*EXTRACTED INFORMATION*.
==============================
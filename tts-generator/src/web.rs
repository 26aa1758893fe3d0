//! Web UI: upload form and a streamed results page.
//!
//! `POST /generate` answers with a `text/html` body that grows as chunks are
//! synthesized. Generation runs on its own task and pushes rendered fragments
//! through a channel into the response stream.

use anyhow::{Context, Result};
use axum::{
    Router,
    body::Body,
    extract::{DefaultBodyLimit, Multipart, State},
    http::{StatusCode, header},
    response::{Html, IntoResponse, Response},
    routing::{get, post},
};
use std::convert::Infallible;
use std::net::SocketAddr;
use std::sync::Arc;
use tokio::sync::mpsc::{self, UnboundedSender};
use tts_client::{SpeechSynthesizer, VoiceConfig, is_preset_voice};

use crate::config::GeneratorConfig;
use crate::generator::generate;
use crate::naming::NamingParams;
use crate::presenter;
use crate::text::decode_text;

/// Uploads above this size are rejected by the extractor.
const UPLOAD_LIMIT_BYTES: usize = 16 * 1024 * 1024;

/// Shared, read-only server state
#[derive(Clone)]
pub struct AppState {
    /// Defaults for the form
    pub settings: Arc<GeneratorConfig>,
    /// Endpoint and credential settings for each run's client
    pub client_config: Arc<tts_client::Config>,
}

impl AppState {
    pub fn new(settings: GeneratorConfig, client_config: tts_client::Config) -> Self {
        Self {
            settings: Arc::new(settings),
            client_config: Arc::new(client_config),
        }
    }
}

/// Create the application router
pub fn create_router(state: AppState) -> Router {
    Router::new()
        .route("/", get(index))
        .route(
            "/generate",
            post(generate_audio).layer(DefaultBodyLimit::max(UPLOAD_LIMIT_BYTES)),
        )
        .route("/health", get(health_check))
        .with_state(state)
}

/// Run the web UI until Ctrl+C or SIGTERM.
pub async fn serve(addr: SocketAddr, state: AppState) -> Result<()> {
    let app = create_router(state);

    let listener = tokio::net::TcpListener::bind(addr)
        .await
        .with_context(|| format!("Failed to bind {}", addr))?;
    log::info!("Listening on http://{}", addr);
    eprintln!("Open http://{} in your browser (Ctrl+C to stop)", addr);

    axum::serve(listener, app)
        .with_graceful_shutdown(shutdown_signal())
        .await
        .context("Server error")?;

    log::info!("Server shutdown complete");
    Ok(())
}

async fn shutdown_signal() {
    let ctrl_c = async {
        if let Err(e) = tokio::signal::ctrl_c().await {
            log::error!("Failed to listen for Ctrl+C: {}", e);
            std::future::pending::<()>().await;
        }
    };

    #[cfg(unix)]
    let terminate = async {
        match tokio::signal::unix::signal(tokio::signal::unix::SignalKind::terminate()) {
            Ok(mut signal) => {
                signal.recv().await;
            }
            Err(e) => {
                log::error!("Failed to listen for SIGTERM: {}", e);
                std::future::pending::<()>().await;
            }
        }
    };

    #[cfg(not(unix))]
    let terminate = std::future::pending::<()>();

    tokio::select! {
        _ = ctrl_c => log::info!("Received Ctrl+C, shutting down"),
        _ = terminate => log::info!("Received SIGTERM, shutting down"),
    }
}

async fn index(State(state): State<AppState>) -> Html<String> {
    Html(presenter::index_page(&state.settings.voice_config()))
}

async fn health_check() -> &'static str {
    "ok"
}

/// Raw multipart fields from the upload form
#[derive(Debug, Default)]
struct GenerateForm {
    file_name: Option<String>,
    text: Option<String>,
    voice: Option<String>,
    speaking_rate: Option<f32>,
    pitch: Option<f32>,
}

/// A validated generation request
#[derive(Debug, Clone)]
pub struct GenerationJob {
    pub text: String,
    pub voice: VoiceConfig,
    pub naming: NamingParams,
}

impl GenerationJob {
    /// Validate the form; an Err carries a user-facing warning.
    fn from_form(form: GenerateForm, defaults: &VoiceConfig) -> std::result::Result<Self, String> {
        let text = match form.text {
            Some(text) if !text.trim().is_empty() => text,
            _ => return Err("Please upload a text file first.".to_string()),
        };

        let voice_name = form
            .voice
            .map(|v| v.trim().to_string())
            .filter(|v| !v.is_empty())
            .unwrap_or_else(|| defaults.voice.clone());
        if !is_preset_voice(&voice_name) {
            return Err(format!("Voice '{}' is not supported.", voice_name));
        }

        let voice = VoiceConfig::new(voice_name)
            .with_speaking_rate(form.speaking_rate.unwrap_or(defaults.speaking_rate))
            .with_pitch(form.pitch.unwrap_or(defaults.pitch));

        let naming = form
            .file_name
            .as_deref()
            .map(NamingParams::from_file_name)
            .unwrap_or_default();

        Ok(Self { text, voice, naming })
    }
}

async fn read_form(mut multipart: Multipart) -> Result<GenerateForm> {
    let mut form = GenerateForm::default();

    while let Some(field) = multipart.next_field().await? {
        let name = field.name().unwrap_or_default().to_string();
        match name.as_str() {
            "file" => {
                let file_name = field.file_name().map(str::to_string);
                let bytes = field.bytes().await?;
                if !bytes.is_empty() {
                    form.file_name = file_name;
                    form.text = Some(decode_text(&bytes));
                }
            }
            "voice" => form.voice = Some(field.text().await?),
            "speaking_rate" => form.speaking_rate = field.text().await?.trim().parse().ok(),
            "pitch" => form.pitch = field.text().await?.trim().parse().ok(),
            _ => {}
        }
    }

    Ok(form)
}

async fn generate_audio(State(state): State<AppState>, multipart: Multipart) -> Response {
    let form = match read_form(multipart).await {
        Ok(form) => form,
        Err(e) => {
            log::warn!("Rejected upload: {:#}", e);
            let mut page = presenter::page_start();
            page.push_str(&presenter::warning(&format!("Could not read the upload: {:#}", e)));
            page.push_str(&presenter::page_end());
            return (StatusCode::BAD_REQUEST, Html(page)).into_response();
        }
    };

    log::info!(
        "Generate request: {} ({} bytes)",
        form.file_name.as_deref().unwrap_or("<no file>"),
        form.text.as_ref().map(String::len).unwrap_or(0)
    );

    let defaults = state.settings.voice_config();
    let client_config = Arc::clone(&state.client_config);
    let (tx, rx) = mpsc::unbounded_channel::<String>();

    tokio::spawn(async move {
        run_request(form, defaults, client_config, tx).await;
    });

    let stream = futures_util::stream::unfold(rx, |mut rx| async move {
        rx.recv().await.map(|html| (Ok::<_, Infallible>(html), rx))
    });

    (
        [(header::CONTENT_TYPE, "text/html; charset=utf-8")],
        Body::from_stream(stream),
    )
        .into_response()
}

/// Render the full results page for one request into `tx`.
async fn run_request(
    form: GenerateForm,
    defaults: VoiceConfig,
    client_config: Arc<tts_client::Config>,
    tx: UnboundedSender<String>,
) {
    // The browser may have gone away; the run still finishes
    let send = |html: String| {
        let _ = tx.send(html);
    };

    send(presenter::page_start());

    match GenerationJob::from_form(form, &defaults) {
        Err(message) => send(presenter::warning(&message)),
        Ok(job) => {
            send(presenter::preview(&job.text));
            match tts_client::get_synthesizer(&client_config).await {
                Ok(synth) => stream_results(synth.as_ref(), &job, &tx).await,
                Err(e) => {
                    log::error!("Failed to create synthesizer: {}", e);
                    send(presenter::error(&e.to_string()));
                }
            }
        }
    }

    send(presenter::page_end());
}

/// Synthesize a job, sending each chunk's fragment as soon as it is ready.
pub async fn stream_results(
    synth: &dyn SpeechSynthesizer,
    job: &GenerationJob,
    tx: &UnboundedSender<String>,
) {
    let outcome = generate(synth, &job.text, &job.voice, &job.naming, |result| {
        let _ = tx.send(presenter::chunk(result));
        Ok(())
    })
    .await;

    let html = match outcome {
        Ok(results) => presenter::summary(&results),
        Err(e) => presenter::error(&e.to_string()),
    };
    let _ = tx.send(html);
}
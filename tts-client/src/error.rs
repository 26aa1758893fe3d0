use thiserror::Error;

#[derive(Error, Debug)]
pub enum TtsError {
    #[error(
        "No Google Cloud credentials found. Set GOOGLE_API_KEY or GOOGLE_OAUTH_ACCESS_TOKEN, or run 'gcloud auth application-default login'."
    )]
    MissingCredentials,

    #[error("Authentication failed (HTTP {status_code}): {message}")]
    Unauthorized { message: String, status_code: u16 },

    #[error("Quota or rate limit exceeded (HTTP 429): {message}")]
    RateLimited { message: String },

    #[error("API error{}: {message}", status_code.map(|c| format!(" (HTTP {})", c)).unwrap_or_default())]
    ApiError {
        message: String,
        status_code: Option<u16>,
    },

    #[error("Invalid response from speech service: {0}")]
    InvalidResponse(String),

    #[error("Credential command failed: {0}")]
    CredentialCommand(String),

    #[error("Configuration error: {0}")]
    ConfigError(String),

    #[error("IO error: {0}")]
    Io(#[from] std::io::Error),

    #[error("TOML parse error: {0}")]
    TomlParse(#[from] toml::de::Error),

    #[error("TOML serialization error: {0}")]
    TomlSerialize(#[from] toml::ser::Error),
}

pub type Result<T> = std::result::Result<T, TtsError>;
==============================
*WHAT TO DO*.
Please determine how many lines of the listing above include the word "Some" and state only that number.

*RESULT OF THIS TASK*.
4